§ Task brief: Check each line of the entries below for the word "resources", and copy the lines that have it.

§ Data provided:
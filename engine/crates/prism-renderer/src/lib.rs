//! 帧驱动与 render pass
//!
//! - `resources`：G-buffer、visibility buffer、时域历史与输出图像
//! - `render_pipeline`：光栅化、path tracing、deferred shading、降噪、tone mapping
//! - `renderer`：按帧串联 GPU Scene 的上传与各个 pass

pub mod platform;
pub mod render_pipeline;
pub mod renderer;
pub mod resources;
use glam::{Mat4, UVec2};
use prism_shader_binding::prismsl;

use crate::components::camera::CameraComponent;
use crate::proxies::scene_proxy::{ProxyBuffer, SceneProxy, UploadContext};

/// 唯一的活动相机
///
/// 保留上一帧的 view-projection 矩阵，用于计算 motion vector。
pub struct CameraProxy {
    camera: Option<CameraComponent>,
    resolution: UVec2,
    /// 绑定之后的第一帧为 None，上传时使用当前矩阵
    prev_view_proj: Option<Mat4>,

    view: ProxyBuffer<prismsl::View>,
}
// new & init
impl CameraProxy {
    pub fn new(resolution: UVec2) -> Self {
        let mut view = ProxyBuffer::new("view-buffer");
        view.push(<prismsl::View as bytemuck::Zeroable>::zeroed());
        Self {
            camera: None,
            resolution,
            prev_view_proj: None,
            view,
        }
    }
}
// getter
impl CameraProxy {
    #[inline]
    pub fn has_camera(&self) -> bool {
        self.camera.is_some()
    }

    #[inline]
    pub fn camera(&self) -> Option<&CameraComponent> {
        self.camera.as_ref()
    }

    #[inline]
    pub fn resolution(&self) -> UVec2 {
        self.resolution
    }

    /// 上传后的 view 数据
    #[inline]
    pub fn view(&self) -> &prismsl::View {
        self.view.device_record(0).unwrap_or(&self.view.records()[0])
    }

    #[inline]
    pub fn buffer(&self) -> &ProxyBuffer<prismsl::View> {
        &self.view
    }
}
// update
impl CameraProxy {
    /// 重新绑定相机会丢弃上一帧矩阵
    pub fn add_camera(&mut self, camera: CameraComponent) {
        if self.camera.is_some() {
            log::info!("replace active camera");
        }
        self.camera = Some(camera);
        self.prev_view_proj = None;
        self.view.mark_dirty(0);
    }

    pub fn update_camera(&mut self, camera: CameraComponent) {
        if self.camera.is_none() {
            log::error!("update camera before any camera is added");
            return;
        }
        self.camera = Some(camera);
        self.view.mark_dirty(0);
    }

    pub fn set_resolution(&mut self, resolution: UVec2) {
        if self.resolution != resolution {
            self.resolution = resolution;
            self.view.mark_dirty(0);
        }
    }

    /// # Phase: After Render
    ///
    /// 当前矩阵成为上一帧矩阵
    pub fn advance_frame(&mut self) {
        if self.camera.is_none() {
            return;
        }
        let current = self.view.records()[0].view_proj;
        if self.prev_view_proj != Some(current) {
            self.prev_view_proj = Some(current);
            self.view.mark_dirty(0);
        }
    }

    fn compute_view(camera: &CameraComponent, resolution: UVec2, prev_view_proj: Option<Mat4>) -> prismsl::View {
        let aspect = resolution.x.max(1) as f32 / resolution.y.max(1) as f32;
        let view = camera.view_matrix();
        let proj = camera.projection_matrix(aspect);
        let view_proj = proj * view;

        let tan_half_fov = (camera.fov_y_deg.to_radians() * 0.5).tan();
        prismsl::View {
            view,
            proj,
            view_proj,
            inv_view: view.inverse(),
            inv_proj: proj.inverse(),
            prev_view_proj: prev_view_proj.unwrap_or(view_proj),
            position: camera.position,
            fov_y: camera.fov_y_deg.to_radians(),
            cam_right: camera.right() * tan_half_fov * aspect,
            aspect,
            cam_up: camera.up() * tan_half_fov,
            near: camera.near,
            cam_forward: camera.forward(),
            far: camera.far,
            resolution,
            _padding: [0; 2],
        }
    }
}
impl SceneProxy for CameraProxy {
    fn name(&self) -> &str {
        "CameraProxy"
    }

    fn is_dirty(&self) -> bool {
        self.view.is_dirty()
    }

    fn upload_dirty_data(&mut self, ctx: &mut UploadContext) {
        if !self.view.is_dirty() {
            return;
        }
        let _span = tracy_client::span!("CameraProxy::upload_dirty_data");

        if let Some(camera) = &self.camera {
            let record = Self::compute_view(camera, self.resolution, self.prev_view_proj);
            self.prev_view_proj.get_or_insert(record.view_proj);
            self.view.set(0, record);
        }
        self.view.upload(ctx);
    }
}

#[cfg(test)]
mod tests {
    use super::*;
    use crate::proxies::scene_proxy::test_utils::UploadEnv;
    use glam::Vec3;

    #[test]
    fn test_prev_view_proj_on_first_frame() {
        let mut env = UploadEnv::new();
        let mut proxy = CameraProxy::new(UVec2::new(64, 32));
        proxy.update_camera(CameraComponent::default());
        assert!(!proxy.has_camera());

        proxy.add_camera(CameraComponent::look_at(Vec3::new(0.0, 0.0, 3.0), Vec3::ZERO));
        env.upload(|ctx| proxy.upload_dirty_data(ctx));
        let view = *proxy.view();
        assert_eq!(view.prev_view_proj, view.view_proj);
        assert_eq!(view.aspect, 2.0);
        assert_eq!(view.resolution, UVec2::new(64, 32));

        // 静止的相机在 advance 之后不会重复上传
        proxy.advance_frame();
        assert_eq!(env.upload(|ctx| proxy.upload_dirty_data(ctx)), 0);

        proxy.update_camera(CameraComponent::look_at(Vec3::new(1.0, 0.0, 3.0), Vec3::ZERO));
        env.upload(|ctx| proxy.upload_dirty_data(ctx));
        let moved = *proxy.view();
        assert_eq!(moved.prev_view_proj, view.view_proj);
        assert_ne!(moved.view_proj, view.view_proj);

        proxy.advance_frame();
        env.upload(|ctx| proxy.upload_dirty_data(ctx));
        assert_eq!(proxy.view().prev_view_proj, moved.view_proj);
    }

    #[test]
    fn test_ray_gen_coefficients() {
        let mut env = UploadEnv::new();
        let mut proxy = CameraProxy::new(UVec2::new(100, 100));
        proxy.add_camera(CameraComponent::look_at(Vec3::ZERO, Vec3::NEG_Z).with_fov(90.0));
        env.upload(|ctx| proxy.upload_dirty_data(ctx));

        // 90 度视角下，ndc (1, 1) 对应的方向与 forward 夹角为 45 度（水平与垂直方向）
        let view = proxy.view();
        assert!(view.cam_right.abs_diff_eq(Vec3::X, 1e-5));
        assert!(view.cam_up.abs_diff_eq(Vec3::Y, 1e-5));

        proxy.set_resolution(UVec2::new(100, 100));
        assert!(!proxy.is_dirty());
        proxy.set_resolution(UVec2::new(200, 100));
        assert!(proxy.is_dirty());
    }
}
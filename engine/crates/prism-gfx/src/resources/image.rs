use glam::UVec2;
use rayon::prelude::*;

use crate::resources::resource::GfxResource;

/// 2D storage image，按行优先存储
pub struct GfxImage2D<T: bytemuck::Pod> {
    extent: UVec2,
    texels: Vec<T>,

    name: String,
}
// new & init
impl<T: bytemuck::Pod> GfxImage2D<T> {
    pub fn new(extent: UVec2, clear_value: T, name: impl AsRef<str>) -> Self {
        Self {
            extent,
            texels: vec![clear_value; (extent.x * extent.y) as usize],
            name: name.as_ref().to_string(),
        }
    }
}
// getter
impl<T: bytemuck::Pod> GfxImage2D<T> {
    #[inline]
    pub fn extent(&self) -> UVec2 {
        self.extent
    }

    #[inline]
    pub fn name(&self) -> &str {
        &self.name
    }

    #[inline]
    pub fn texel_index(&self, coord: UVec2) -> usize {
        (coord.y * self.extent.x + coord.x) as usize
    }

    #[inline]
    pub fn contains(&self, x: i32, y: i32) -> bool {
        x >= 0 && y >= 0 && (x as u32) < self.extent.x && (y as u32) < self.extent.y
    }

    #[inline]
    pub fn load(&self, coord: UVec2) -> T {
        self.texels[self.texel_index(coord)]
    }

    /// 越界返回 None
    #[inline]
    pub fn try_load(&self, x: i32, y: i32) -> Option<T> {
        self.contains(x, y).then(|| self.texels[(y as u32 * self.extent.x + x as u32) as usize])
    }

    #[inline]
    pub fn texels(&self) -> &[T] {
        &self.texels
    }

    #[inline]
    pub fn as_bytes(&self) -> &[u8] {
        bytemuck::cast_slice(&self.texels)
    }
}
// update
impl<T: bytemuck::Pod> GfxImage2D<T> {
    #[inline]
    pub fn store(&mut self, coord: UVec2, value: T) {
        let index = self.texel_index(coord);
        self.texels[index] = value;
    }

    #[inline]
    pub fn texels_mut(&mut self) -> &mut [T] {
        &mut self.texels
    }

    pub fn clear(&mut self, value: T)
    where
        T: Send + Sync,
    {
        self.texels.par_iter_mut().for_each(|texel| *texel = value);
    }

    pub fn copy_from(&mut self, src: &GfxImage2D<T>) {
        assert_eq!(self.extent, src.extent, "image extent mismatch: {} <- {}", self.name, src.name);
        self.texels.copy_from_slice(&src.texels);
    }
}
impl<T: bytemuck::Pod> GfxResource for GfxImage2D<T> {
    fn name(&self) -> &str {
        &self.name
    }

    fn size_bytes(&self) -> usize {
        self.texels.len() * size_of::<T>()
    }
}
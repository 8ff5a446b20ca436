/// 可以被延迟销毁的 GPU 资源
///
/// 资源管理器只需要知道名字和大小，销毁即 drop。
pub trait GfxResource {
    fn name(&self) -> &str;

    fn size_bytes(&self) -> usize;
}
use glam::{UVec3, Vec2, Vec3};

use crate::components::mesh::MeshData;

/// 坐标系：RightHand, X-Right, Y-Up
///
/// 位于 XY 平面上的正立三角形，法线 +Z
///
/// 三角形绕序: CCW
///
/// ```text
///          y^
///           |
///           C
///          /|\
///         / | \
///        /  |  \
///       /   |   \
///      /    |    \
///     /     |     \
///    A------+------B---->x
///           |
/// ```
pub struct Triangle;
impl Triangle {
    const POSITIONS: [Vec3; 3] = [
        glam::vec3(-1.0, -1.0, 0.0), // A
        glam::vec3(1.0, -1.0, 0.0),  // B
        glam::vec3(0.0, 1.0, 0.0),   // C
    ];

    const NORMALS: [Vec3; 3] = [glam::vec3(0.0, 0.0, 1.0); 3];

    const UVS: [Vec2; 3] = [
        glam::vec2(0.0, 1.0), // A
        glam::vec2(1.0, 1.0), // B
        glam::vec2(0.5, 0.0), // C
    ];

    pub fn mesh_data() -> MeshData {
        MeshData::new(Self::POSITIONS.to_vec(), vec![UVec3::new(0, 1, 2)])
            .with_normals(Self::NORMALS.to_vec())
            .with_uvs(Self::UVS.to_vec())
    }
}
//! Host 与 compute kernel 之间共享的数据布局
//!
//! 所有结构体均为 `#[repr(C)]` 且实现 `bytemuck::Pod`，可以直接按字节写入 device buffer。

pub mod prismsl;
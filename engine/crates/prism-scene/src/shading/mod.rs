pub mod light;
pub mod material;
pub mod sampling;
use glam::{UVec3, Vec2, Vec3};

use crate::components::mesh::MeshData;

/// 坐标系：RightHand, X-Right, Y-Up
///
/// 面片位于 XY 平面上，朝向 +Z，边长为 2
///
/// 三角形绕序 CCW: ABC, ACD
///
/// ```text
///             y^
///             |
///      D-------------C
///       |     |     |
/// ------|-----|-----|------>x
///       |     |     |
///      A-------------B
///             |
/// ```
pub struct Quad;
impl Quad {
    const POSITIONS: [Vec3; 4] = [
        glam::vec3(-1.0, -1.0, 0.0), // A
        glam::vec3(1.0, -1.0, 0.0),  // B
        glam::vec3(1.0, 1.0, 0.0),   // C
        glam::vec3(-1.0, 1.0, 0.0),  // D
    ];
    const UVS: [Vec2; 4] = [
        glam::vec2(0.0, 1.0), // A
        glam::vec2(1.0, 1.0), // B
        glam::vec2(1.0, 0.0), // C
        glam::vec2(0.0, 0.0), // D
    ];
    const TRIANGLES: [UVec3; 2] = [
        glam::uvec3(0, 1, 2), // ABC
        glam::uvec3(0, 2, 3), // ACD
    ];

    pub fn mesh_data() -> MeshData {
        MeshData::new(Self::POSITIONS.to_vec(), Self::TRIANGLES.to_vec())
            .with_normals(vec![Vec3::Z; 4])
            .with_uvs(Self::UVS.to_vec())
    }

    /// 位于 XZ 平面上，朝向 -Y，用作矩形光源的几何体
    ///
    /// 与 `LightShape::Rect { size: (2, 2) }` 的局部形状一致
    pub fn light_mesh_data() -> MeshData {
        let positions = Self::POSITIONS.map(|p| glam::vec3(p.x, 0.0, p.y)).to_vec();
        MeshData::new(positions, Self::TRIANGLES.to_vec())
            .with_normals(vec![Vec3::NEG_Y; 4])
            .with_uvs(Self::UVS.to_vec())
    }
}

#[cfg(test)]
mod tests {
    use super::*;

    #[test]
    fn test_winding_matches_normals() {
        for data in [Quad::mesh_data(), Quad::light_mesh_data()] {
            assert!(data.validate().is_ok());
            let flat = data.corner_normals_or_flat();
            for (flat, normal) in flat.iter().zip(data.triangles.iter().flat_map(|t| [t.x, t.y, t.z])) {
                assert!(flat.abs_diff_eq(data.normals[normal as usize], 1e-6));
            }
        }
    }
}
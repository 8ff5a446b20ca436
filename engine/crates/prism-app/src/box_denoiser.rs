use glam::{IVec2, UVec2, Vec3};
use prism_renderer::render_pipeline::denoise_pass::{ExternalDenoiseImages, ExternalDenoiser};

/// 一个简单的联合双边盒式滤波，作为外部降噪器的示例
///
/// 只混合 albedo 与法线都接近的邻居，避免模糊几何边缘。
pub struct BoxDenoiser {
    pub radius: i32,
    pub normal_threshold: f32,
    pub albedo_threshold: f32,
}
impl Default for BoxDenoiser {
    fn default() -> Self {
        Self {
            radius: 2,
            normal_threshold: 0.9,
            albedo_threshold: 0.1,
        }
    }
}
impl ExternalDenoiser for BoxDenoiser {
    fn name(&self) -> &str {
        "box-denoiser"
    }

    fn denoise(&mut self, images: &mut ExternalDenoiseImages) -> anyhow::Result<()> {
        let _span = tracy_client::span!("BoxDenoiser::denoise");
        if self.radius < 0 {
            anyhow::bail!("invalid filter radius: {}", self.radius);
        }

        let extent = images.extent();
        for y in 0..extent.y {
            for x in 0..extent.x {
                let pixel = UVec2::new(x, y);
                let value = self.filter_pixel(images, pixel);
                images.output.store(pixel, value);
            }
        }
        Ok(())
    }
}
impl BoxDenoiser {
    fn filter_pixel(&self, images: &ExternalDenoiseImages, pixel: UVec2) -> Vec3 {
        let center_normal = images.normal.load(pixel);
        let center_albedo = images.albedo.load(pixel);

        let mut sum = Vec3::ZERO;
        let mut count = 0.0;
        for dy in -self.radius..=self.radius {
            for dx in -self.radius..=self.radius {
                let tap = pixel.as_ivec2() + IVec2::new(dx, dy);
                let (Some(color), Some(normal), Some(albedo)) = (
                    images.color.try_load(tap.x, tap.y),
                    images.normal.try_load(tap.x, tap.y),
                    images.albedo.try_load(tap.x, tap.y),
                ) else {
                    continue;
                };
                if normal.dot(center_normal) < self.normal_threshold
                    || (albedo - center_albedo).abs().max_element() > self.albedo_threshold
                {
                    continue;
                }
                sum += color;
                count += 1.0;
            }
        }

        // 中心像素总是满足条件
        if count > 0.0 { sum / count } else { images.color.load(pixel) }
    }
}

#[cfg(test)]
mod tests {
    use super::*;

    #[test]
    fn test_filter_respects_normal_edges() {
        let mut images = ExternalDenoiseImages::new(UVec2::new(4, 1));
        images.albedo.clear(Vec3::ONE);
        for (x, normal, color) in [(0, Vec3::Z, 1.0), (1, Vec3::Z, 3.0), (2, Vec3::X, 10.0), (3, Vec3::X, 20.0)] {
            images.normal.store(UVec2::new(x, 0), normal);
            images.color.store(UVec2::new(x, 0), Vec3::splat(color));
        }

        let mut denoiser = BoxDenoiser {
            radius: 1,
            ..Default::default()
        };
        denoiser.denoise(&mut images).unwrap();
        assert_eq!(images.output.load(UVec2::new(0, 0)), Vec3::splat(2.0));
        assert_eq!(images.output.load(UVec2::new(1, 0)), Vec3::splat(2.0));
        assert_eq!(images.output.load(UVec2::new(2, 0)), Vec3::splat(15.0));

        denoiser.radius = -1;
        assert!(denoiser.denoise(&mut images).is_err());
    }
}
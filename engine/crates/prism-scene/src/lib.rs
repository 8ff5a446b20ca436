//! CPU 权威、GPU 常驻的场景
//!
//! - `components`：外部 actor 层提交的组件数据
//! - `proxies`：每类场景数据的 CPU 镜像 + device buffer，带 dirty 跟踪
//! - `gpu_scene`：持有加速结构、bindless 表与所有 proxy，并提供求交查询
//! - `shading`：按 type tag 分派的光源 / 材质求值

pub mod components;
pub mod gpu_scene;
pub mod intersection;
pub mod proxies;
pub mod shading;
pub mod shapes;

§ Worked solution:
//! - `resources`：G-buffer、visibility buffer、时域历史与输出图像
pub mod resources;
filename engine/crates/prism-gfx/src/resources/image.rs
use crate::resources::resource::GfxResource;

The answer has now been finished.